◆ WHAT YOU ARE ASKED TO DO
Find the line in the entries below that contains "None => self.policy.call_with_retry(||". Repeat it exactly, and every line after it through the line that contains "Err(err @ ChainError::Reverted(_))".

◆ RECORDS SHOWN
use std::sync::Arc;

use alloy_primitives::{Address, Bytes, B256, U256, U64};
use alloy_sol_types::{sol, SolCall, SolEvent};
use async_trait::async_trait;
use tracing::{debug, info, instrument, warn};

use super::retry::TxRetryPolicy;
use super::rpc::{ChainRpc, TransactionReceipt, TxRequest};
use crate::error::ChainError;

sol! {
    #[derive(Debug, PartialEq, Eq)]
    struct TEESettlementData {
        address user;
        address provider;
        uint256 totalFee;
        bytes32 requestsHash;
        uint256 nonce;
        bytes signature;
    }

    #[derive(Debug, PartialEq, Eq)]
    struct Account {
        address user;
        address provider;
        uint256 nonce;
        uint256 balance;
        uint256 pendingRefund;
        uint256[2] signer;
        bool acknowledged;
    }

    function previewSettlementResults(TEESettlementData[] settlements)
        external
        view
        returns (
            address[] failedUsers,
            uint8[] failureReasons,
            address[] partialUsers,
            uint256[] partialAmounts
        );

    function settleFeesWithTEE(TEESettlementData[] settlements) external;

    function getAccount(address user, address provider) external view returns (Account account);

    function getAccountsByProvider(address provider, uint256 offset, uint256 limit)
        external
        view
        returns (Account[] accounts, uint256 total);

    function lockTime() external view returns (uint256);

    event TEESettlementResult(address indexed user, uint8 status, uint256 unsettledAmount);
}

/// Escrow state of one user as seen on chain.
#[derive(Debug, Clone, PartialEq, Eq)]
pub struct ChainAccount {
    pub user: Address,
    pub nonce: U256,
    pub balance: U256,
    pub pending_refund: U256,
    pub signer: [U256; 2],
    pub acknowledged: bool,
}

impl ChainAccount {
    pub fn lock_balance(&self) -> U256 {
        self.balance.saturating_sub(self.pending_refund)
    }
}

impl From<Account> for ChainAccount {
    fn from(account: Account) -> Self {
        Self {
            user: account.user,
            nonce: account.nonce,
            balance: account.balance,
            pending_refund: account.pendingRefund,
            signer: account.signer,
            acknowledged: account.acknowledged,
        }
    }
}

/// Raw preview output: status codes are interpreted by the settlement layer.
#[derive(Debug, Clone, Default, PartialEq, Eq)]
pub struct PreviewReport {
    pub failed: Vec<(Address, u8)>,
    pub partial: Vec<(Address, U256)>,
}

#[derive(Debug, Clone, PartialEq, Eq)]
pub struct SettlementEvent {
    pub user: Address,
    pub status: u8,
    pub unsettled_amount: U256,
}

#[derive(Debug, Clone, PartialEq, Eq)]
pub struct SettleReceipt {
    pub tx_hash: B256,
    pub events: Vec<SettlementEvent>,
}

/// Escrow contract operations used by the settlement engine
#[async_trait]
pub trait SettlementContract: Send + Sync {
    fn provider_address(&self) -> Address;

    /// Static call: evaluates the batch without changing chain state.
    async fn preview_settlements(
        &self,
        settlements: &[TEESettlementData],
    ) -> Result<PreviewReport, ChainError>;

    /// Submit the batch and wait for its receipt.
    async fn settle_fees(
        &self,
        settlements: &[TEESettlementData],
    ) -> Result<SettleReceipt, ChainError>;

    async fn get_account(&self, user: Address) -> Result<Option<ChainAccount>, ChainError>;

    /// One page of this provider's accounts, plus the total count.
    async fn list_accounts(
        &self,
        offset: u64,
        limit: u64,
    ) -> Result<(Vec<ChainAccount>, u64), ChainError>;

    /// Refund lock time in seconds.
    async fn lock_time(&self) -> Result<u64, ChainError>;
}

/// `SettlementContract` over JSON-RPC
pub struct EvmServingContract {
    rpc: Arc<dyn ChainRpc>,
    policy: TxRetryPolicy,
    contract: Address,
    provider: Address,
    gas_price: Option<U256>,
    gas_limit: Option<u64>,
}

impl EvmServingContract {
    pub fn new(
        rpc: Arc<dyn ChainRpc>,
        policy: TxRetryPolicy,
        contract: Address,
        provider: Address,
    ) -> Self {
        Self {
            rpc,
            policy,
            contract,
            provider,
            gas_price: None,
            gas_limit: None,
        }
    }

    pub fn with_gas_price(mut self, gas_price: Option<U256>) -> Self {
        self.gas_price = gas_price;
        self
    }

    pub fn with_gas_limit(mut self, gas_limit: Option<u64>) -> Self {
        self.gas_limit = gas_limit;
        self
    }

    async fn static_call<C: SolCall>(&self, call: C) -> Result<C::Return, ChainError> {
        let data = Bytes::from(call.abi_encode());
        let output = self
            .policy
            .call_with_retry(|| {
                self.rpc
                    .call(self.provider, self.contract, data.clone())
            })
            .await?;

        C::abi_decode_returns(&output, true).map_err(|e| ChainError::Decode(e.to_string()))
    }

    fn decode_events(&self, receipt: &TransactionReceipt) -> Vec<SettlementEvent> {
        receipt
            .logs
            .iter()
            .filter(|log| log.address == self.contract)
            .filter(|log| log.topics.first() == Some(&TEESettlementResult::SIGNATURE_HASH))
            .filter_map(|log| {
                match TEESettlementResult::decode_raw_log(log.topics.iter().copied(), &log.data, true) {
                    Ok(event) => Some(SettlementEvent {
                        user: event.user,
                        status: event.status,
                        unsettled_amount: event.unsettledAmount,
                    }),
                    Err(e) => {
                        warn!("undecodable TEESettlementResult log: {}", e);
                        None
                    }
                }
            })
            .collect()
    }
}

fn is_revert(err: &ChainError) -> bool {
    match err {
        ChainError::Rpc { code, message } => *code == 3 || message.contains("execution reverted"),
        _ => false,
    }
}

/// Send failures after which the node may already hold the transaction.
fn is_ambiguous_send(err: &ChainError) -> bool {
    matches!(
        err,
        ChainError::Timeout(_)
            | ChainError::Transport(_)
            | ChainError::MempoolWithoutMaxGasPrice(_)
            | ChainError::MaxGasPriceExceeded { .. }
    )
}

#[async_trait]
impl SettlementContract for EvmServingContract {
    fn provider_address(&self) -> Address {
        self.provider
    }

    #[instrument(skip(self, settlements), fields(count = settlements.len()))]
    async fn preview_settlements(
        &self,
        settlements: &[TEESettlementData],
    ) -> Result<PreviewReport, ChainError> {
        let result = self
            .static_call(previewSettlementResultsCall {
                settlements: settlements.to_vec(),
            })
            .await?;

        if result.failedUsers.len() != result.failureReasons.len()
            || result.partialUsers.len() != result.partialAmounts.len()
        {
            return Err(ChainError::Decode(
                "preview result arrays have mismatched lengths".into(),
            ));
        }

        Ok(PreviewReport {
            failed: result
                .failedUsers
                .into_iter()
                .zip(result.failureReasons)
                .collect(),
            partial: result
                .partialUsers
                .into_iter()
                .zip(result.partialAmounts)
                .collect(),
        })
    }

    #[instrument(skip(self, settlements), fields(count = settlements.len()))]
    async fn settle_fees(
        &self,
        settlements: &[TEESettlementData],
    ) -> Result<SettleReceipt, ChainError> {
        let data = Bytes::from(
            settleFeesWithTEECall {
                settlements: settlements.to_vec(),
            }
            .abi_encode(),
        );

        let initial_gas_price = match self.gas_price {
            Some(price) => price,
            None => self.policy.call_with_retry(|| self.rpc.gas_price()).await?,
        };

        // Sends that left this process; any of them may still be mined
        let mut sends = 0u32;
        let sent = self
            .policy
            .transact_with_gas_adjustment(initial_gas_price, |gas_price| {
                sends += 1;
                let request = TxRequest {
                    from: self.provider,
                    to: self.contract,
                    data: data.clone(),
                    gas_price,
                    gas: self.gas_limit.map(U64::from),
                };
                let rpc = self.rpc.clone();
                async move { rpc.send_transaction(&request).await }
            })
            .await;
        let tx_hash = match sent {
            Ok(tx_hash) => tx_hash,
            Err(err) if sends > 1 || is_ambiguous_send(&err) => {
                return Err(ChainError::unconfirmed(None, err));
            }
            Err(err) => return Err(err),
        };

        info!("📤 Settlement transaction sent: {}", tx_hash);
        let receipt = match self.policy.wait_for_receipt(self.rpc.as_ref(), tx_hash).await {
            Ok(receipt) => receipt,
            // Mined and reverted: nothing applied
            Err(err @ ChainError::Reverted(_)) => return Err(err),
            Err(err) => return Err(ChainError::unconfirmed(Some(tx_hash), err)),
        };
        let events = self.decode_events(&receipt);
        debug!("🧾 {} settlement events in {}", events.len(), tx_hash);

        Ok(SettleReceipt { tx_hash, events })
    }

    async fn get_account(&self, user: Address) -> Result<Option<ChainAccount>, ChainError> {
        match self
            .static_call(getAccountCall {
                user,
                provider: self.provider,
            })
            .await
        {
            Ok(result) => Ok(Some(result.account.into())),
            // The contract reverts for unknown accounts
            Err(err) if is_revert(&err) => Ok(None),
            Err(err) => Err(err),
        }
    }

    async fn list_accounts(
        &self,
        offset: u64,
        limit: u64,
    ) -> Result<(Vec<ChainAccount>, u64), ChainError> {
        let result = self
            .static_call(getAccountsByProviderCall {
                provider: self.provider,
                offset: U256::from(offset),
                limit: U256::from(limit),
            })
            .await?;

        let total = u64::try_from(result.total)
            .map_err(|_| ChainError::Decode("account total overflows u64".into()))?;
        Ok((result.accounts.into_iter().map(Into::into).collect(), total))
    }

    async fn lock_time(&self) -> Result<u64, ChainError> {
        let result = self.static_call(lockTimeCall {}).await?;
        u64::try_from(result._0).map_err(|_| ChainError::Decode("lock time overflows u64".into()))
    }
}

◆ OUTPUT FOR THIS EXERCISE
            None => self.policy.call_with_retry(|| self.rpc.gas_price()).await?,
        };

        // Sends that left this process; any of them may still be mined
        let mut sends = 0u32;
        let sent = self
            .policy
            .transact_with_gas_adjustment(initial_gas_price, |gas_price| {
                sends += 1;
                let request = TxRequest {
                    from: self.provider,
                    to: self.contract,
                    data: data.clone(),
                    gas_price,
                    gas: self.gas_limit.map(U64::from),
                };
                let rpc = self.rpc.clone();
                async move { rpc.send_transaction(&request).await }
            })
            .await;
        let tx_hash = match sent {
            Ok(tx_hash) => tx_hash,
            Err(err) if sends > 1 || is_ambiguous_send(&err) => {
                return Err(ChainError::unconfirmed(None, err));
            }
            Err(err) => return Err(err),
        };

        info!("📤 Settlement transaction sent: {}", tx_hash);
        let receipt = match self.policy.wait_for_receipt(self.rpc.as_ref(), tx_hash).await {
            Ok(receipt) => receipt,
            // Mined and reverted: nothing applied
            Err(err @ ChainError::Reverted(_)) => return Err(err),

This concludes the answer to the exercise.